Mom grimaced and picked distastefully at the offerings, lamenting that the underpants were too short and she wasn't interested in "those type of bras"—she preferred something basic, thank you. It was an odd sight watching a gray-haired octogenarian clad in a practical woolen coat pitted against the racy unmentionables that surrounded her.

I asked her if she knew her size and she didn't. No matter. Her way of solving the problem was to ask me my size and assume that she was a size or two up from that. The overabundance of choices was a bit much for her, so I found some racks that offered no-underwire bras in sensible colors like white or tan. I grabbed several for her to try on.
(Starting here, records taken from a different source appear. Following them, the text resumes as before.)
//! Primitive strategy provision.
//!
//! The resolver treats elementary value generation as a black-box
//! capability behind `PrimitiveStrategyProvider`. The default
//! `RandomPrimitives` implementation mixes a small pool of edge-case
//! constants into otherwise random draws, so boundary values show up early
//! without a dedicated targeting phase.

use crate::resolve::ResolutionError;
use crate::strategy::{Session, Strategy};
use crate::types::PrimitiveKind;
use crate::value::Value;
use chrono::{Duration, NaiveDate, NaiveDateTime, NaiveTime};
use num_rational::Rational64;
use rand::Rng;

/// Probability of drawing from the constant pool instead of generating a
/// fresh random value.
const CONSTANT_INJECTION_P: f64 = 0.05;

/// Black-box capability producing a lazy, restartable strategy for one
/// elementary kind. A provider that does not support a kind fails with a
/// `ResolutionError` naming it.
pub trait PrimitiveStrategyProvider {
    fn provide_primitive(&self, kind: PrimitiveKind) -> Result<Strategy, ResolutionError>;
}

/// Default provider over the session RNG.
#[derive(Debug, Clone, Default)]
pub struct RandomPrimitives;

impl RandomPrimitives {
    pub fn new() -> Self {
        RandomPrimitives
    }
}

/// Integer edge cases worth hitting early.
const INTEGER_CONSTANTS: &[i128] = &[
    0,
    1,
    -1,
    2,
    -2,
    i8::MIN as i128,
    i8::MAX as i128,
    i16::MIN as i128,
    i16::MAX as i128,
    i32::MIN as i128,
    i32::MAX as i128,
    i64::MIN as i128,
    i64::MAX as i128,
    10,
    100,
    -10,
    -100,
];

const FLOAT_CONSTANTS: &[f64] = &[
    0.0,
    -0.0,
    1.0,
    -1.0,
    0.5,
    -0.5,
    f64::EPSILON,
    f64::MIN_POSITIVE,
    f64::MAX,
    f64::MIN,
    1.0 / 3.0,
];

const TEXT_CONSTANTS: &[&str] = &["", " ", "a", "\n", "\t", "\"", "\\", "0", "中文"];

const TEXT_ALPHABET: &[char] = &[
    'a', 'b', 'c', 'd', 'e', 'f', 'g', 'x', 'y', 'z', 'A', 'B', 'Z', '0', '1', '9', '_', '-', ' ',
    '.', ',', '!',
];

fn draw_integer(session: &mut Session) -> i128 {
    if session.rng().gen::<f64>() < CONSTANT_INJECTION_P {
        let index = session.rng().gen_range(0..INTEGER_CONSTANTS.len());
        return INTEGER_CONSTANTS[index];
    }
    // Bias towards small magnitudes; wide draws still happen, just rarely.
    match session.rng().gen_range(0..4u8) {
        0 => session.rng().gen_range(-20i128..=20),
        1 => session.rng().gen_range(-1_000i128..=1_000),
        2 => session.rng().gen_range(i32::MIN as i128..=i32::MAX as i128),
        _ => session.rng().gen_range(i64::MIN as i128..=i64::MAX as i128),
    }
}

fn draw_float(session: &mut Session) -> f64 {
    if session.rng().gen::<f64>() < CONSTANT_INJECTION_P {
        let index = session.rng().gen_range(0..FLOAT_CONSTANTS.len());
        return FLOAT_CONSTANTS[index];
    }
    let magnitude = match session.rng().gen_range(0..3u8) {
        0 => 1.0,
        1 => 1e3,
        _ => 1e9,
    };
    (session.rng().gen::<f64>() - 0.5) * 2.0 * magnitude
}

fn draw_text(session: &mut Session) -> String {
    if session.rng().gen::<f64>() < CONSTANT_INJECTION_P {
        let index = session.rng().gen_range(0..TEXT_CONSTANTS.len());
        return TEXT_CONSTANTS[index].to_string();
    }
    let length = session.rng().gen_range(0..=12usize);
    (0..length)
        .map(|_| {
            let index = session.rng().gen_range(0..TEXT_ALPHABET.len());
            TEXT_ALPHABET[index]
        })
        .collect()
}

fn draw_bytes(session: &mut Session) -> Vec<u8> {
    let length = session.rng().gen_range(0..=16usize);
    (0..length).map(|_| session.rng().gen::<u8>()).collect()
}

fn draw_date(session: &mut Session) -> NaiveDate {
    // Days since CE year 1; spans roughly years 1 through 2200.
    let days = session.rng().gen_range(1i32..=803_533);
    NaiveDate::from_num_days_from_ce_opt(days).unwrap_or(NaiveDate::MIN)
}

fn draw_time(session: &mut Session) -> NaiveTime {
    let seconds = session.rng().gen_range(0u32..86_400);
    let micros = session.rng().gen_range(0u32..1_000_000);
    NaiveTime::from_num_seconds_from_midnight_opt(seconds, micros * 1_000)
        .unwrap_or(NaiveTime::MIN)
}

fn draw_datetime(session: &mut Session) -> NaiveDateTime {
    NaiveDateTime::new(draw_date(session), draw_time(session))
}

fn draw_duration(session: &mut Session) -> Duration {
    // About +/- 10 years, in seconds.
    let seconds = session.rng().gen_range(-315_360_000i64..=315_360_000);
    Duration::seconds(seconds)
}

fn draw_rational(session: &mut Session) -> Rational64 {
    let numer = session.rng().gen_range(-1_000_000i64..=1_000_000);
    let denom = session.rng().gen_range(1i64..=1_000_000);
    Rational64::new(numer, denom)
}

impl PrimitiveStrategyProvider for RandomPrimitives {
    fn provide_primitive(&self, kind: PrimitiveKind) -> Result<Strategy, ResolutionError> {
        let strategy = match kind {
            PrimitiveKind::Integer => Strategy::from_fn(|s| Ok(Value::Int(draw_integer(s)))),
            PrimitiveKind::Float => Strategy::from_fn(|s| Ok(Value::Float(draw_float(s)))),
            PrimitiveKind::Boolean => Strategy::from_fn(|s| Ok(Value::Bool(s.rng().gen()))),
            PrimitiveKind::Text => Strategy::from_fn(|s| Ok(Value::Text(draw_text(s)))),
            PrimitiveKind::ByteSequence => {
                Strategy::from_fn(|s| Ok(Value::Bytes(draw_bytes(s))))
            }
            PrimitiveKind::Date => Strategy::from_fn(|s| Ok(Value::Date(draw_date(s)))),
            PrimitiveKind::Time => Strategy::from_fn(|s| Ok(Value::Time(draw_time(s)))),
            PrimitiveKind::DateTime => {
                Strategy::from_fn(|s| Ok(Value::DateTime(draw_datetime(s))))
            }
            PrimitiveKind::Duration => {
                Strategy::from_fn(|s| Ok(Value::Duration(draw_duration(s))))
            }
            PrimitiveKind::Rational => {
                Strategy::from_fn(|s| Ok(Value::Rational(draw_rational(s))))
            }
            PrimitiveKind::NoneType => Strategy::just(Value::None),
        };
        Ok(strategy)
    }
}

#[cfg(test)]
mod tests {
    use super::*;

    fn session() -> Session {
        Session::new(42, 8)
    }

    #[test]
    fn test_all_kinds_are_provided() {
        let provider = RandomPrimitives::new();
        let mut s = session();
        let kinds = [
            PrimitiveKind::Integer,
            PrimitiveKind::Float,
            PrimitiveKind::Boolean,
            PrimitiveKind::Text,
            PrimitiveKind::ByteSequence,
            PrimitiveKind::Date,
            PrimitiveKind::Time,
            PrimitiveKind::DateTime,
            PrimitiveKind::Duration,
            PrimitiveKind::Rational,
            PrimitiveKind::NoneType,
        ];
        for kind in kinds {
            let strategy = provider.provide_primitive(kind).unwrap();
            strategy.draw(&mut s).unwrap();
        }
    }

    #[test]
    fn test_primitive_values_have_the_right_shape() {
        let provider = RandomPrimitives::new();
        let mut s = session();

        let ints = provider.provide_primitive(PrimitiveKind::Integer).unwrap();
        for _ in 0..20 {
            assert!(matches!(ints.draw(&mut s).unwrap(), Value::Int(_)));
        }

        let nones = provider.provide_primitive(PrimitiveKind::NoneType).unwrap();
        assert_eq!(Ok(Value::None), nones.draw(&mut s));
    }

    #[test]
    fn test_constant_injection_surfaces_edge_cases() {
        let provider = RandomPrimitives::new();
        let mut s = session();
        let ints = provider.provide_primitive(PrimitiveKind::Integer).unwrap();
        let mut saw_constant = false;
        for _ in 0..500 {
            if let Value::Int(n) = ints.draw(&mut s).unwrap() {
                if INTEGER_CONSTANTS.contains(&n) {
                    saw_constant = true;
                    break;
                }
            }
        }
        assert!(saw_constant);
    }

    #[test]
    fn test_rational_denominator_is_positive() {
        let mut s = session();
        for _ in 0..100 {
            let r = draw_rational(&mut s);
            assert!(*r.denom() > 0);
        }
    }
}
In her lumbering gait, Mom made her way to the dressing room to determine what would fit. I stood outside the door and listened to the quiet rustling as she tried them on. The first items we chose were too big, so I went out to get the same styles a size smaller, which fortunately, was a more common size. As fate would have it, the style that fit her best was the only brand not on sale. She wanted eight, so I gathered a bouquet of them and headed straight for the register while she was still in the dressing room. I knew there would be trouble if my mother thought she was paying full price for these undergarments. She would make a scene. But I wanted her to have some quality underwear so they would last a little longer than the previous unraveling bunch.

I explained to the woman at the register that I needed to pay for the eight undergarments before my mother emerged from the dressing room because the price would upset her. She smiled knowingly, told me she had a coupon that could be used if I had a store credit card and she reassured me that she would try to speed up the transaction. I think she instinctively knew that this was in her best interest as well as mine.

The sale took a while longer than usual because I didn't have my store credit card with me—the only way to get the discount—so she had to look it up on the company database. She found it, but wasn't sure how to enter the coupon, so had to flag down a passing supervisor. All the while, I could picture my mother slowly reassembling her clothing, getting everything just so, picking up her sensible purse, leaving the dressing room and slowly plodding up to the register to claim her purchase.

The supervisor quickly entered the coupon and my mother received a substantial amount off. Even with the discount, the final cost would be more than she typically paid for underwear.

Just then, I saw Mom leaving the dressing room and heading up toward the register. I signed the credit card screen and pushed the green button to approve the amount. It all seemed to transpire in slow motion like a scene from Reservoir Dogs except without the cool sunglasses. Mom was halfway there. The register made a prolonged noise as it processed the transaction. Just as Mom reached the counter, the lingerie clerk tore the receipt off the register and handed it to me. I turned to Mom and passed her the bag of bras, while deftly stuffing the receipt into my purse.

It was well-timed. Mom was satisfied. The lingerie clerk was spared a public lecture about overpriced, shoddy merchandise. And I returned my mother to the comfort of her assisted living facility for dinner following a thankfully uneventful shopping trip.